What this task involves:
Tally the lines in the listing below that contain "super" and report the tally alone.

::: Extracted information

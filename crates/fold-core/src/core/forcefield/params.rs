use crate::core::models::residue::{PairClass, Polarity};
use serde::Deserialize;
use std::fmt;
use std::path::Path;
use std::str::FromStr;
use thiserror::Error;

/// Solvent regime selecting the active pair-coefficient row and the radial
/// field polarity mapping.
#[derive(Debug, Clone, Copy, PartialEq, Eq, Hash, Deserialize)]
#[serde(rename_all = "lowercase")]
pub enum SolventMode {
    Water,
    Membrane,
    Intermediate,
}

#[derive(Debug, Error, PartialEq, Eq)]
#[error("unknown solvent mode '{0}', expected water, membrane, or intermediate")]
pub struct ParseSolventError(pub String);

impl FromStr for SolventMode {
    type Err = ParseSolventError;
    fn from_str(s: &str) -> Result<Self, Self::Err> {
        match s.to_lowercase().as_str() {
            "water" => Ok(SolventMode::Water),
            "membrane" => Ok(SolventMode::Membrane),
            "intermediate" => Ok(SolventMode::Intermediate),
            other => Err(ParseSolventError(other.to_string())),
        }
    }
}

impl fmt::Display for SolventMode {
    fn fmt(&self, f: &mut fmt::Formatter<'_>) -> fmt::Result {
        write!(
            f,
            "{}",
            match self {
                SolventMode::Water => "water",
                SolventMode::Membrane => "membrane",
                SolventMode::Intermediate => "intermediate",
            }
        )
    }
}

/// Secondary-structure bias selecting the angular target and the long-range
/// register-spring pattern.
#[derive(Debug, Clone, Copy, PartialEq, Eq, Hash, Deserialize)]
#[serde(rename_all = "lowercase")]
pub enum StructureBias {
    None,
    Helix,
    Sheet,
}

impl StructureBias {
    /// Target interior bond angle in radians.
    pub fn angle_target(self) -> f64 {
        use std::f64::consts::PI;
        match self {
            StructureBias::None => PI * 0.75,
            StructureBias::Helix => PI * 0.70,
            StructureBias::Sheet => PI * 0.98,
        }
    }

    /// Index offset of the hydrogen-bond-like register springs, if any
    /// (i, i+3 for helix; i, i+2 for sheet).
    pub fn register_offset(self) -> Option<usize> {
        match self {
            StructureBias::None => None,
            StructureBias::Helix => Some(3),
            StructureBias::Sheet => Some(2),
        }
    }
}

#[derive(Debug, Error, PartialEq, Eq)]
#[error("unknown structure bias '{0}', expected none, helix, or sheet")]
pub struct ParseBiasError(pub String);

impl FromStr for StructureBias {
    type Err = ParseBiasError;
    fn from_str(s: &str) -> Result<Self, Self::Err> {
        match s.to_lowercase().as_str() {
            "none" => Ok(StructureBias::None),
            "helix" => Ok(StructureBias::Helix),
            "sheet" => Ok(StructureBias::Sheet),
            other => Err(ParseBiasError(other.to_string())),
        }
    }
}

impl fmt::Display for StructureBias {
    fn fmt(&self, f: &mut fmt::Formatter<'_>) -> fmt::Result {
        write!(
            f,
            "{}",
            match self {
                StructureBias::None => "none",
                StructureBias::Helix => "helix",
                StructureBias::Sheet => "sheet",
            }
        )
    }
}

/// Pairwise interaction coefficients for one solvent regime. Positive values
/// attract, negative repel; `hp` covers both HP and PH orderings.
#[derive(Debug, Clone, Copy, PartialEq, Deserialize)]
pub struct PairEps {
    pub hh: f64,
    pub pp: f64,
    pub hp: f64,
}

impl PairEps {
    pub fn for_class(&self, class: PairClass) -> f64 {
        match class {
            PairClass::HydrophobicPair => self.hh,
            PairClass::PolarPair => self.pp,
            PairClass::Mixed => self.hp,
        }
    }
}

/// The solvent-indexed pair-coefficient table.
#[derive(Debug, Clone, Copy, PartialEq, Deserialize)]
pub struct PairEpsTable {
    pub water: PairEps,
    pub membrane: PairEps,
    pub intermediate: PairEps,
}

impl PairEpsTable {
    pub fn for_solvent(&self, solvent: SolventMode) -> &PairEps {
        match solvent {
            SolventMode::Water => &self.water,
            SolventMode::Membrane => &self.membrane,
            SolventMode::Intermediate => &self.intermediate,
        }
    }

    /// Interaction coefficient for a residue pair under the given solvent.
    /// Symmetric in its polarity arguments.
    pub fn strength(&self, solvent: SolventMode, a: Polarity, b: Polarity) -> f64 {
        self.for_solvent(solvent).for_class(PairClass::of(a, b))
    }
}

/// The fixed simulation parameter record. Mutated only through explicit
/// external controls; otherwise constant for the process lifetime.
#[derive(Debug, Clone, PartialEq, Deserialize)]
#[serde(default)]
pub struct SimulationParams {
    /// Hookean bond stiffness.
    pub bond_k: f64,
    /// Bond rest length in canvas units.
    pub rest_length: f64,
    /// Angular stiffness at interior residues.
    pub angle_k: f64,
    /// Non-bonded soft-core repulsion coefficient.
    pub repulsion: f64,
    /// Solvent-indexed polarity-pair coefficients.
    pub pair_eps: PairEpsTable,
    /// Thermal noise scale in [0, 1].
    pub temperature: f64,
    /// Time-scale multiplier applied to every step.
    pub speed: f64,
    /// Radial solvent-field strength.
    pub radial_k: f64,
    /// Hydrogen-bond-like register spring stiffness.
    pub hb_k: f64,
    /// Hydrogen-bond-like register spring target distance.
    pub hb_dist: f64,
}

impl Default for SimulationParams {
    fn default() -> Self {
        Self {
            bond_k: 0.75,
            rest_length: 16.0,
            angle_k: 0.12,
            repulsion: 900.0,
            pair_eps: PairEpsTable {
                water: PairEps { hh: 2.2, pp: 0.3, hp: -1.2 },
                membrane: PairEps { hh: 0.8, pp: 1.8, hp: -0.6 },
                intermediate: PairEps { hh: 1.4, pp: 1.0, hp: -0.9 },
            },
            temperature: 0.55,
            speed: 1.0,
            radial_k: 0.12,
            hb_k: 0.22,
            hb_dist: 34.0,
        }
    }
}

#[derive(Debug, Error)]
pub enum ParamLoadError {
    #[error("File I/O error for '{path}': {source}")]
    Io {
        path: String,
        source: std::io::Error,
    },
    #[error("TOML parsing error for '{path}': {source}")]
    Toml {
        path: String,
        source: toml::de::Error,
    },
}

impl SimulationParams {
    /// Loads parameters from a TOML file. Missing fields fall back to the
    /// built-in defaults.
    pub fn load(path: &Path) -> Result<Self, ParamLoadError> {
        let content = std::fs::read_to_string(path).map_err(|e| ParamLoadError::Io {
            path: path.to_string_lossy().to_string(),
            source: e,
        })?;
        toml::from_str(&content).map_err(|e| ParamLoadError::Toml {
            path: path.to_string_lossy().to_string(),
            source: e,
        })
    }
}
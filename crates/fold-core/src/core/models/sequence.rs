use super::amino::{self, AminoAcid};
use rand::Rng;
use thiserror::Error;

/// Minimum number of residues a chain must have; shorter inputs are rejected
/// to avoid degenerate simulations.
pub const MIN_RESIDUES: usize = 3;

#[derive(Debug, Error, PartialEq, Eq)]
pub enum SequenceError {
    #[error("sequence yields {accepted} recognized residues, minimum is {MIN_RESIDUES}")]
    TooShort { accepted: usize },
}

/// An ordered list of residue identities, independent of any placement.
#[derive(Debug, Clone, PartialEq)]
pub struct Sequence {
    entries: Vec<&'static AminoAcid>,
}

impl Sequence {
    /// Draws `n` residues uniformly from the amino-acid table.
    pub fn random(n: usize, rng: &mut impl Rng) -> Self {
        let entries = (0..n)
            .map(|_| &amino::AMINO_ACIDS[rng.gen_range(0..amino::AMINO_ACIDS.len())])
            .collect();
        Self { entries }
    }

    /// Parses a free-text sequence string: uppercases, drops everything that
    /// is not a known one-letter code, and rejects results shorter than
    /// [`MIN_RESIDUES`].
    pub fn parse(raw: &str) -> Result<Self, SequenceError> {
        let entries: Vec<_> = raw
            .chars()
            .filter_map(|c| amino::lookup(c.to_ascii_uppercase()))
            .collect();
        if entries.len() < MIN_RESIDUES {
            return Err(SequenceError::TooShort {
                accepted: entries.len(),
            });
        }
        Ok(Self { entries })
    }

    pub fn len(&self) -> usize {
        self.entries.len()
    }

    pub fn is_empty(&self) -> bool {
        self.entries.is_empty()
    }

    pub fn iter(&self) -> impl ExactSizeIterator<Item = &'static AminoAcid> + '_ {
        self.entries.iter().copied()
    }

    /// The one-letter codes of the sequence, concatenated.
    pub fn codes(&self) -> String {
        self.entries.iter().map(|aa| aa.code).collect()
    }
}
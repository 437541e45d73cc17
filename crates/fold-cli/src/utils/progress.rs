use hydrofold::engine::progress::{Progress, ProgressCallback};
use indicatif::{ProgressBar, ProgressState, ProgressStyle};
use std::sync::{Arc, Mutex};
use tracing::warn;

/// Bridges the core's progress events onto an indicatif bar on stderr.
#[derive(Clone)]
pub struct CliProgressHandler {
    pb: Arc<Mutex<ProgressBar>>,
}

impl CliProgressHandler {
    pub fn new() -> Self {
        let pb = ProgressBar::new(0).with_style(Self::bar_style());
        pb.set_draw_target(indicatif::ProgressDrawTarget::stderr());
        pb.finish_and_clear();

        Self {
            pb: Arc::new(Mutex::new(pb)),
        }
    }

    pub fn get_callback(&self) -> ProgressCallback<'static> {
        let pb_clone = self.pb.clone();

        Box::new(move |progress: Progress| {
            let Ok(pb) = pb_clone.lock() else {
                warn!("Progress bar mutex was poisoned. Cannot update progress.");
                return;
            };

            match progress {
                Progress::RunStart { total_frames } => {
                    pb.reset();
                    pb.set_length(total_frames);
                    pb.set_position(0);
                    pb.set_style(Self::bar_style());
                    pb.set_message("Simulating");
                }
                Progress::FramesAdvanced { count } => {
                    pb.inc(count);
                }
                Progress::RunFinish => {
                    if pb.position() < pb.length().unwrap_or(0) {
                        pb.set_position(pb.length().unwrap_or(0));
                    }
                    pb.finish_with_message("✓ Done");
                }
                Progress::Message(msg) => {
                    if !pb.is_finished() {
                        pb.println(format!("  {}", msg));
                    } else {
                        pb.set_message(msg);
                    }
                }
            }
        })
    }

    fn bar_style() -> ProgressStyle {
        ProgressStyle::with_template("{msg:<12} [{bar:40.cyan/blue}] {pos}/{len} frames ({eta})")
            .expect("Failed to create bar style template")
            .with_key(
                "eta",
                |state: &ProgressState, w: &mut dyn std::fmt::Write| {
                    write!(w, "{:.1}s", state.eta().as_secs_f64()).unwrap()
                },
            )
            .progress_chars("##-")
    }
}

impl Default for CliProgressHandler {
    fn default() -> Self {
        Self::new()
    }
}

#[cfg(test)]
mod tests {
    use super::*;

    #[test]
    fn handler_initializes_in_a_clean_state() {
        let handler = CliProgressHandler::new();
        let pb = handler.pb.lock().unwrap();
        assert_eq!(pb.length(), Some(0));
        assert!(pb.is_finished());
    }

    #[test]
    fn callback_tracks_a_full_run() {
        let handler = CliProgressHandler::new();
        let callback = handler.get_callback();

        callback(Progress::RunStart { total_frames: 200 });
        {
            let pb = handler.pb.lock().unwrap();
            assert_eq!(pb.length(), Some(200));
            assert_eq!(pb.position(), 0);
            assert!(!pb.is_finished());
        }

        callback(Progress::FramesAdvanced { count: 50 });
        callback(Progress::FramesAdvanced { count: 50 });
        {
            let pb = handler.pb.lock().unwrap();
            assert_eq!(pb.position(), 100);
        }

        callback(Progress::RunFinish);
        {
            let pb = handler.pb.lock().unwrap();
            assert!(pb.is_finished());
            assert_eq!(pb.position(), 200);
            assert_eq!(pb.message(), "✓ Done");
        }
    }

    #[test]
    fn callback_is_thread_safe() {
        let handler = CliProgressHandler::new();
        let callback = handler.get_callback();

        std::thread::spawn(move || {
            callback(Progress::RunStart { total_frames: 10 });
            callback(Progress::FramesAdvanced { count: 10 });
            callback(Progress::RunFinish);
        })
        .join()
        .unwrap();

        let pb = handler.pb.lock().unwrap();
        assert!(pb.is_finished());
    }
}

::::::

Solution for this problem:
2